[Exercise input Boundary: Start]

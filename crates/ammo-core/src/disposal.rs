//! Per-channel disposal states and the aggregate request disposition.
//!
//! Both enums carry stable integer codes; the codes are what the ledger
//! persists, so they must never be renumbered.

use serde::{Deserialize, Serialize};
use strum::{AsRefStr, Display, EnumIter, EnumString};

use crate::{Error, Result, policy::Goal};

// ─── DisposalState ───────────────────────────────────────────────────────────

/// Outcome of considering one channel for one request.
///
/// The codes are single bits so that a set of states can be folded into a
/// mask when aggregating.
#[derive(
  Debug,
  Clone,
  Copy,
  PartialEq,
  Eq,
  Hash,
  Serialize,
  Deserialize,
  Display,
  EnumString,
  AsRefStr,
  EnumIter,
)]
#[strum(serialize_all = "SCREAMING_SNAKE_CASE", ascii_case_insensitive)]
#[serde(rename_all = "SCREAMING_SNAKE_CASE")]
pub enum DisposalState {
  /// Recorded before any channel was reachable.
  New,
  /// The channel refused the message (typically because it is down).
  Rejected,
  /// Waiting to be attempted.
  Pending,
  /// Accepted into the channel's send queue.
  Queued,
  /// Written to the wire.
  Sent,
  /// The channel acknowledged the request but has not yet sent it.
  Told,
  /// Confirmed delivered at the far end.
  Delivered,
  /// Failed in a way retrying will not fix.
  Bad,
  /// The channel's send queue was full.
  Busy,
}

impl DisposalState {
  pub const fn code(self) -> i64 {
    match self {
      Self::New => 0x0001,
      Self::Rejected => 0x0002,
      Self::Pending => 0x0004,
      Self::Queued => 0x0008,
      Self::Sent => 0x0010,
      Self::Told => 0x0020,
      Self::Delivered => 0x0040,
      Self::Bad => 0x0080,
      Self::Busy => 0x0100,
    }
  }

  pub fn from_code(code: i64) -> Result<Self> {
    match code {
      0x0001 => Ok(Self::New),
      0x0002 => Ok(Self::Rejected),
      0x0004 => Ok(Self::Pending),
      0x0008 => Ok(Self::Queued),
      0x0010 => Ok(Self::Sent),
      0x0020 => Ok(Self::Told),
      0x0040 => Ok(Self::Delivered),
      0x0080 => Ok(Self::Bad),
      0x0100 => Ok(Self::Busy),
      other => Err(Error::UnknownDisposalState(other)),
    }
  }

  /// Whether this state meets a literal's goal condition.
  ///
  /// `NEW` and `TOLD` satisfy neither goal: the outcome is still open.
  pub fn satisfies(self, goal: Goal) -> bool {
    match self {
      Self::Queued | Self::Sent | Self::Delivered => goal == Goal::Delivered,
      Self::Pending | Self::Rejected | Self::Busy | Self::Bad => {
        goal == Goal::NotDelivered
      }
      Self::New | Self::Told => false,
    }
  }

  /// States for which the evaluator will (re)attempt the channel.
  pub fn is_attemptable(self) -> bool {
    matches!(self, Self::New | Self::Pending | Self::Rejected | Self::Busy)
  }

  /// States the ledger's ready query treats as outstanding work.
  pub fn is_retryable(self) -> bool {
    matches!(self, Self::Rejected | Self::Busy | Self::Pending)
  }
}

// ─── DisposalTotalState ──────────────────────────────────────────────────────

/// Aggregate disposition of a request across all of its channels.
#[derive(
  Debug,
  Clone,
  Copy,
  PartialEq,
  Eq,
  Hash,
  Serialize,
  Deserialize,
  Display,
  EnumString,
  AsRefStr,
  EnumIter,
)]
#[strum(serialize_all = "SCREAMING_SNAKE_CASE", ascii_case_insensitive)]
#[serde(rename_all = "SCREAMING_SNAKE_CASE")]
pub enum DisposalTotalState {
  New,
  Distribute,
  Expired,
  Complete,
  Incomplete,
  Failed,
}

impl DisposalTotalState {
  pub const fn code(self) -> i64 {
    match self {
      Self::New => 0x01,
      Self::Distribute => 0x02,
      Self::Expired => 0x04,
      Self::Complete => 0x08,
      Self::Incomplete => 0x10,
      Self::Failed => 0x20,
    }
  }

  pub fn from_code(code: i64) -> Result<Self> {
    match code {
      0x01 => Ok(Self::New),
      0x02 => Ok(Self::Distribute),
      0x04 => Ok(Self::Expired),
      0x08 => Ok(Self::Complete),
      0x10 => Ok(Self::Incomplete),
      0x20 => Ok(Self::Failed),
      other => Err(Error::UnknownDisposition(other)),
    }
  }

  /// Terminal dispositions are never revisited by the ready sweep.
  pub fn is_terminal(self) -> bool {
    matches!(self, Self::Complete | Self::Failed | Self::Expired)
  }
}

[Exercise input Boundary: End]

> Your task:
Return each line above where the word "DisposalTotalState" shows up.

> Solution to this exercise:
// ─── DisposalTotalState ──────────────────────────────────────────────────────
pub enum DisposalTotalState {
impl DisposalTotalState {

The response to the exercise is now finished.